## [Saved entries]
=== Section Start ===

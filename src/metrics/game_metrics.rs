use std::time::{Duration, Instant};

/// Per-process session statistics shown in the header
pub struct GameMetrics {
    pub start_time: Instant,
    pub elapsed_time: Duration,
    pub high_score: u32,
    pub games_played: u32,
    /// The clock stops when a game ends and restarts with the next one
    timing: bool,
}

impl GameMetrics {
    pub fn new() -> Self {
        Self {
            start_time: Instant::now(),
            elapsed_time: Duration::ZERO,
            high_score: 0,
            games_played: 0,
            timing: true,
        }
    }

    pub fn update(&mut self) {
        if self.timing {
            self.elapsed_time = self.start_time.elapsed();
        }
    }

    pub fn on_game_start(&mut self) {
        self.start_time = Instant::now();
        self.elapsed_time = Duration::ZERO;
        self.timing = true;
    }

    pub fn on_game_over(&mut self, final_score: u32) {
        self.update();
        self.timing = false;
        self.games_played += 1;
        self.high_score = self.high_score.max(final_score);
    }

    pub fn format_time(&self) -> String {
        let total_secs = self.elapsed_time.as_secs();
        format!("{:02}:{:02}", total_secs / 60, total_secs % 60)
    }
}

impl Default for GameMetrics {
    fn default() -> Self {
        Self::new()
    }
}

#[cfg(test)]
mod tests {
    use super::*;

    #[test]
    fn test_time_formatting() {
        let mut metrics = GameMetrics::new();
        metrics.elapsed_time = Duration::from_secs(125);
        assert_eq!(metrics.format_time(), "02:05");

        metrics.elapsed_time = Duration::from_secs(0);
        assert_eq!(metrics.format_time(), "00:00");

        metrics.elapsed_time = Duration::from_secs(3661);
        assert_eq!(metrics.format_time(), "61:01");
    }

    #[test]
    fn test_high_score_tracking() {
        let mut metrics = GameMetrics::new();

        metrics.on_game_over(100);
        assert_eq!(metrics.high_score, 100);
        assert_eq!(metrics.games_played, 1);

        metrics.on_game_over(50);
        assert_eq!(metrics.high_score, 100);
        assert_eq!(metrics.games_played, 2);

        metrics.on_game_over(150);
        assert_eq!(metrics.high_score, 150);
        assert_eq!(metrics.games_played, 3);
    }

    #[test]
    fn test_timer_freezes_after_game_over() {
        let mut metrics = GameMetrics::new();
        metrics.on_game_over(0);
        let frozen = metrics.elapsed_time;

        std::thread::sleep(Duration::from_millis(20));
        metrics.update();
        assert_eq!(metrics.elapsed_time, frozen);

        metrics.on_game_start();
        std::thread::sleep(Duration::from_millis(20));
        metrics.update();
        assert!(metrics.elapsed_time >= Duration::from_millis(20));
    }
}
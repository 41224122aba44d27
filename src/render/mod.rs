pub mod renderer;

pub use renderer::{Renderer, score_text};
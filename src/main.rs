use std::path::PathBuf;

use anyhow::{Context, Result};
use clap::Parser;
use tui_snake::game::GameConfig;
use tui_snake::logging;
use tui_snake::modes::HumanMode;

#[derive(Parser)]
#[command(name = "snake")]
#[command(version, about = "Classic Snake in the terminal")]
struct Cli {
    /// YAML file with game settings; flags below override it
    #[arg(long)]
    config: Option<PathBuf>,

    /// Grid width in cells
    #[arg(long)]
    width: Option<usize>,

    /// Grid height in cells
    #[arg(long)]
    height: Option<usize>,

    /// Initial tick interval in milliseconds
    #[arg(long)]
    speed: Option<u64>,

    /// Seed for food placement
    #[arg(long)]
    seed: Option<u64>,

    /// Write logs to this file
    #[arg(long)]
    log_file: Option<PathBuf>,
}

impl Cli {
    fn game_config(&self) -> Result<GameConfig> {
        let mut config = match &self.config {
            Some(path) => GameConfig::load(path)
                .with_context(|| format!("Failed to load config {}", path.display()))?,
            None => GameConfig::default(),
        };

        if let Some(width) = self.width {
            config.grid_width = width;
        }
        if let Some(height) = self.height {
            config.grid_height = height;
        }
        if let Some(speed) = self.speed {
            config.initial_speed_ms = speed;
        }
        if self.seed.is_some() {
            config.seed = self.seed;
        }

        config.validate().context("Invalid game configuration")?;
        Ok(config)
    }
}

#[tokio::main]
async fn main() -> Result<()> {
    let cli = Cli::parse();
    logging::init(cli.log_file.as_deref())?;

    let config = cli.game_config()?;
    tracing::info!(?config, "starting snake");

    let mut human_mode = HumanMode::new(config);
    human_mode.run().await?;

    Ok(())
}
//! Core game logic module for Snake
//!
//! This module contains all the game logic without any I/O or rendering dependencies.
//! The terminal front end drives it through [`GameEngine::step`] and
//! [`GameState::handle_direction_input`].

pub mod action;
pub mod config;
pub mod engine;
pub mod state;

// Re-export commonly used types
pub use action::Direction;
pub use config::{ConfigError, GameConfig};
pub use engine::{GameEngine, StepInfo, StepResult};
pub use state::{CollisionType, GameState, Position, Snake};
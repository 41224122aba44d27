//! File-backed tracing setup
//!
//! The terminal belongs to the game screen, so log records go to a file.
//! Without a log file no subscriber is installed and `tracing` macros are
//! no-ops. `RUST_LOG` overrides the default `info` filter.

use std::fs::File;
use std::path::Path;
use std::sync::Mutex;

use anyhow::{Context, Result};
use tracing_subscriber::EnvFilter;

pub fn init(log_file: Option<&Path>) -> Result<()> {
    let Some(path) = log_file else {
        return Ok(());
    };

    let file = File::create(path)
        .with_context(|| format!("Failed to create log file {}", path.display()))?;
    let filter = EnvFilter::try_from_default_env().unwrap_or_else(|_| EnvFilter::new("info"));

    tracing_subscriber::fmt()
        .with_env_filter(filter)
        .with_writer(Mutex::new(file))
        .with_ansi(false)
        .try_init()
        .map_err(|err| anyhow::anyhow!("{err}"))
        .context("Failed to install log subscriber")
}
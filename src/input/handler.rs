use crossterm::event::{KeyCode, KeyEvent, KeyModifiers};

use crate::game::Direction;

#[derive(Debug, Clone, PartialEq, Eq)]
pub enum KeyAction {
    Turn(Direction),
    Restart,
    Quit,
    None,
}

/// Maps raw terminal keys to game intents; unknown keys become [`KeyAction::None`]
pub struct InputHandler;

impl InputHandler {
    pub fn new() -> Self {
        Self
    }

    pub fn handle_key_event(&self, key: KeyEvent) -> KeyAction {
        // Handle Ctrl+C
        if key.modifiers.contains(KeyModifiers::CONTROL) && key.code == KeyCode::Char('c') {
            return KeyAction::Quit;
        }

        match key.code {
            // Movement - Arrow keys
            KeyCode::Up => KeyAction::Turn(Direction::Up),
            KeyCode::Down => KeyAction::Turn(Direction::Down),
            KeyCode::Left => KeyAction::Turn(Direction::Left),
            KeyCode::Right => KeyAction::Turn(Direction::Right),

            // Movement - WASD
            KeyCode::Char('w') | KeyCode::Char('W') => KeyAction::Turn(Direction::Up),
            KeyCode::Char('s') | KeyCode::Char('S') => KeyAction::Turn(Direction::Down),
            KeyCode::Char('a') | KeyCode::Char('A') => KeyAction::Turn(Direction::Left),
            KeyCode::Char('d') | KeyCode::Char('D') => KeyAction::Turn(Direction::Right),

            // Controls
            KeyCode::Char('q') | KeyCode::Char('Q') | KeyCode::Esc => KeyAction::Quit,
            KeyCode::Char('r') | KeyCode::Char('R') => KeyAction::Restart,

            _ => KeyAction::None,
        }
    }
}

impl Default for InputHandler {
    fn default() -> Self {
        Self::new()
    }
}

=== Section End ===
=== Section Start ===

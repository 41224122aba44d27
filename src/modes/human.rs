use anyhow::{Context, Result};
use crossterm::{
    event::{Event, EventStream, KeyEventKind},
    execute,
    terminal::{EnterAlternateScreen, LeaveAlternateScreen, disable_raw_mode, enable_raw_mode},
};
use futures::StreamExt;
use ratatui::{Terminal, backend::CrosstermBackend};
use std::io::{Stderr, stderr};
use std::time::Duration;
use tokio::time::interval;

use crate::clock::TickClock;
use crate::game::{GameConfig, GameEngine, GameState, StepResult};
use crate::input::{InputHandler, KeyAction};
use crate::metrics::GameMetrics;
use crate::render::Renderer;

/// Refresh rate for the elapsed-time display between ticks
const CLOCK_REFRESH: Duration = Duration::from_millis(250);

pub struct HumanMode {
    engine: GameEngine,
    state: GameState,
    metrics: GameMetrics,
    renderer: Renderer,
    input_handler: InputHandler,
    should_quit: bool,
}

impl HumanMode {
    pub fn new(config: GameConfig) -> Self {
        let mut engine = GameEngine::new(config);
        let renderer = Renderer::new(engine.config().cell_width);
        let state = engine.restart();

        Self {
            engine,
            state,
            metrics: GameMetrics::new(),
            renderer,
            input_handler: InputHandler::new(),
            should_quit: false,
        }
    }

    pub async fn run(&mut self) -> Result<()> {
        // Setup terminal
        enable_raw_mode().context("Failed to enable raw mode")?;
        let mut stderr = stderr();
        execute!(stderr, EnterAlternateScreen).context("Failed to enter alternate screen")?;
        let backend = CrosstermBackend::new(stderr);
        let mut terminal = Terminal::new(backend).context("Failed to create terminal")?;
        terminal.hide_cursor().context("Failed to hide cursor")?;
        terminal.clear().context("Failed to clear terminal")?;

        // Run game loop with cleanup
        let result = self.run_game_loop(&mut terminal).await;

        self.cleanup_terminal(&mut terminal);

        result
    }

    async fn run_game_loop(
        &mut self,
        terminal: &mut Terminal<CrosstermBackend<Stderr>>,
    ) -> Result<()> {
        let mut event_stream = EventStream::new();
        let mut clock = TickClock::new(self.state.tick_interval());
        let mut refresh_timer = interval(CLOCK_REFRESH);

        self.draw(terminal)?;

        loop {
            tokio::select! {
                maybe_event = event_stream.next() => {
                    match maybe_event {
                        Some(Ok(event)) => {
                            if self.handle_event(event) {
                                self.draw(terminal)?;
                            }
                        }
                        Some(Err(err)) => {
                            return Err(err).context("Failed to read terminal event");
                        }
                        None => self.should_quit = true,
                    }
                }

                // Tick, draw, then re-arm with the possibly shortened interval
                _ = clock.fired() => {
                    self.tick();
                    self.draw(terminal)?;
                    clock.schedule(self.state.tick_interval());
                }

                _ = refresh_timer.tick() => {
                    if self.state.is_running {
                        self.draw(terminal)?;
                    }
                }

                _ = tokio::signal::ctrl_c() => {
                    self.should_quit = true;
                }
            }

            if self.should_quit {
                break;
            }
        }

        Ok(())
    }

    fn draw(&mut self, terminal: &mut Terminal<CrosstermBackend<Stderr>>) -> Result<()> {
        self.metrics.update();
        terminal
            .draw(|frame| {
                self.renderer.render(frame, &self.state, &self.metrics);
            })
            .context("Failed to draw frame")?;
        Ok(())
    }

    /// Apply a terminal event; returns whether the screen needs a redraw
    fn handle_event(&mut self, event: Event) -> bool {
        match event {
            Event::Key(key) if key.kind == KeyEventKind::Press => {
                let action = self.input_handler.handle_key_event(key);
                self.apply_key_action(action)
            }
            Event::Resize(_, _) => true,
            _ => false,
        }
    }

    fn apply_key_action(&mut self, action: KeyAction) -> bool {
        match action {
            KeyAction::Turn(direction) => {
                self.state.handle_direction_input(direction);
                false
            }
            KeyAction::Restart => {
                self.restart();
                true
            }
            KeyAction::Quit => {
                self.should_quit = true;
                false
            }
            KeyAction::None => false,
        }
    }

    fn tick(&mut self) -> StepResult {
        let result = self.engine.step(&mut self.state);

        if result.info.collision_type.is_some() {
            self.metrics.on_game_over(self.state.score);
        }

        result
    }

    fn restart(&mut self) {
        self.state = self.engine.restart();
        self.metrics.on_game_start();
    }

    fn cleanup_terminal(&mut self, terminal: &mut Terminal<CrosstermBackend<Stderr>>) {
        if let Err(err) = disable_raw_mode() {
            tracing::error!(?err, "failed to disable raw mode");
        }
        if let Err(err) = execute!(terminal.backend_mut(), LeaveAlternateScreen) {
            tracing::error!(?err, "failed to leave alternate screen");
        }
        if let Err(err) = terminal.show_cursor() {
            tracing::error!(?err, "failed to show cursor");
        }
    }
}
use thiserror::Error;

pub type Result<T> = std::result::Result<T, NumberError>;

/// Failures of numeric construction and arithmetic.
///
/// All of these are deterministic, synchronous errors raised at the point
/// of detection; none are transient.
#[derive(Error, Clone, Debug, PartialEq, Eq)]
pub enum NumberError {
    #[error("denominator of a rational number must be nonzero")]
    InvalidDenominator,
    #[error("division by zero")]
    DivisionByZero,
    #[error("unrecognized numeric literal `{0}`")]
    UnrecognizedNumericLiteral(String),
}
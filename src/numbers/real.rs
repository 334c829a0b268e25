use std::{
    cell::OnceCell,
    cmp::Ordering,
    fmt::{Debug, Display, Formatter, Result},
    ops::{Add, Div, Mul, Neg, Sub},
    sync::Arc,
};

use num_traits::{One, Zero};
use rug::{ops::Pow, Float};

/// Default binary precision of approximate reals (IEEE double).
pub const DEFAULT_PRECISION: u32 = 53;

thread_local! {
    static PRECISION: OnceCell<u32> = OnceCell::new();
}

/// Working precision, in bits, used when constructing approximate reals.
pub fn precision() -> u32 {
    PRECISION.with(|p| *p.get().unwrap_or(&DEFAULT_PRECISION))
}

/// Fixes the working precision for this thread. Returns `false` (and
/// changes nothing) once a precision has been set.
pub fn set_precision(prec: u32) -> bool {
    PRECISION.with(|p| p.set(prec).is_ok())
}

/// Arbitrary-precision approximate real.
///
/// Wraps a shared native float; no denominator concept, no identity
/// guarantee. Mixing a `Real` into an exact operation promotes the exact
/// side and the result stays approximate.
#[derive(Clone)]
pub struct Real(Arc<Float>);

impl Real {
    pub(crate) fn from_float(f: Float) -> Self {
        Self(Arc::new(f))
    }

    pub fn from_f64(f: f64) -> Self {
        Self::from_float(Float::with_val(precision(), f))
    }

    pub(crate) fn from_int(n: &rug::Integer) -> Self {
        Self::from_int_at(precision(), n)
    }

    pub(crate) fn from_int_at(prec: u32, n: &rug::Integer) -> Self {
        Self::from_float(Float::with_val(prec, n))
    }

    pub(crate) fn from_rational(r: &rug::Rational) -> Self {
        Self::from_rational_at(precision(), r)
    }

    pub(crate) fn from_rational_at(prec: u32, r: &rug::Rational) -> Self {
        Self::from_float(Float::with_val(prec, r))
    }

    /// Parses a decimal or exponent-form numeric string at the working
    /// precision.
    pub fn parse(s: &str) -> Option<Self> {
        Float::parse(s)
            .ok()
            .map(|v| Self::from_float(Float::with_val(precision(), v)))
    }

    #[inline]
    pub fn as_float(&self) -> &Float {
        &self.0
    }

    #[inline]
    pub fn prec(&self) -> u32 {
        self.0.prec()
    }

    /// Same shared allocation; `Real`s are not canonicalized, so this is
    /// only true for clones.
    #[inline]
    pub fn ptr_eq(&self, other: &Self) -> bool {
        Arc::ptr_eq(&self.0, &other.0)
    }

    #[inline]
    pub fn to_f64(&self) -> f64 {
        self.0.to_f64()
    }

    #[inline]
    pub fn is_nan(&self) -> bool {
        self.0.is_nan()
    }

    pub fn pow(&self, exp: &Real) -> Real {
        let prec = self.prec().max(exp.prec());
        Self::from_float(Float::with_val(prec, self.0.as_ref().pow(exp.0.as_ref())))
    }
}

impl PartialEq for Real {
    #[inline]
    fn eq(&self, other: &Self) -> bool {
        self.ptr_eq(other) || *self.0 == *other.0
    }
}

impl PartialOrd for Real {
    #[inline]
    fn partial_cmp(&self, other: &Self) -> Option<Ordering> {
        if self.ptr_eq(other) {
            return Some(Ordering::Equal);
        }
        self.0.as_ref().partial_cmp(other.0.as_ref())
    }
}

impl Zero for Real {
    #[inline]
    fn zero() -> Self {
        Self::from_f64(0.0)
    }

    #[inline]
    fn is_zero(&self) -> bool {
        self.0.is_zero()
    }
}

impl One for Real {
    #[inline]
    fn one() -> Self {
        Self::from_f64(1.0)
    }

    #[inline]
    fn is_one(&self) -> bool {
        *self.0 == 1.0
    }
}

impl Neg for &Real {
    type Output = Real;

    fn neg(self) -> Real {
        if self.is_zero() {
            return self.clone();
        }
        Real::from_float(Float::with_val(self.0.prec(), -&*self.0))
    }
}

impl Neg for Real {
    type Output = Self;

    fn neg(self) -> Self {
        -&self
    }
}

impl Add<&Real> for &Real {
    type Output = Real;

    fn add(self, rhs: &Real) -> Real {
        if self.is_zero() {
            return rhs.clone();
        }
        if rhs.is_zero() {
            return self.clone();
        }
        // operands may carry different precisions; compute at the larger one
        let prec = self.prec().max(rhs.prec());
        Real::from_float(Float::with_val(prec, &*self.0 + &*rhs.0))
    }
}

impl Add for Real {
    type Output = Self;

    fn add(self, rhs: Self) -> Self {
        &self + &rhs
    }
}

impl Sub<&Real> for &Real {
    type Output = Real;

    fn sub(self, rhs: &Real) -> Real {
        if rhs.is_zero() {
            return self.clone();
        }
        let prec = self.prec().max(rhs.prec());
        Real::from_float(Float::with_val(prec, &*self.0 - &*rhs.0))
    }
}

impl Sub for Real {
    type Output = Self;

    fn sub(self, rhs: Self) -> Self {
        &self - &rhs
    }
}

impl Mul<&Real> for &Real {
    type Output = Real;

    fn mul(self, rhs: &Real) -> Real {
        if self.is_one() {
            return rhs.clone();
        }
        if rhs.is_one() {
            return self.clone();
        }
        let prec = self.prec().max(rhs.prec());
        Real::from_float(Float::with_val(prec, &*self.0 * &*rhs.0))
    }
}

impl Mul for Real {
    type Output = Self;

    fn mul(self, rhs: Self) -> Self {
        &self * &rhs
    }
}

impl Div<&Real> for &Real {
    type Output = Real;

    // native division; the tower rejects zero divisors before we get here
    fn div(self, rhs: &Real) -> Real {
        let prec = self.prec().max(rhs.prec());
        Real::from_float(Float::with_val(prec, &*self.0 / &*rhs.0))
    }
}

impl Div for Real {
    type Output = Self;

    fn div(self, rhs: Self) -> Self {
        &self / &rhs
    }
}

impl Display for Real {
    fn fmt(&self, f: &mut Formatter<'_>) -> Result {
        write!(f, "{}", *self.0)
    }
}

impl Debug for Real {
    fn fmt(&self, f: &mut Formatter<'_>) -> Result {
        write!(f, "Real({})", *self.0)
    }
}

=== Section End ===

## [ACTIVITY]
Each line that contains the string "Instant" should be copied from the data above.

## [ANSWER TO THIS TASK]
use std::time::{Duration, Instant};
    pub start_time: Instant,
            start_time: Instant::now(),
        self.start_time = Instant::now();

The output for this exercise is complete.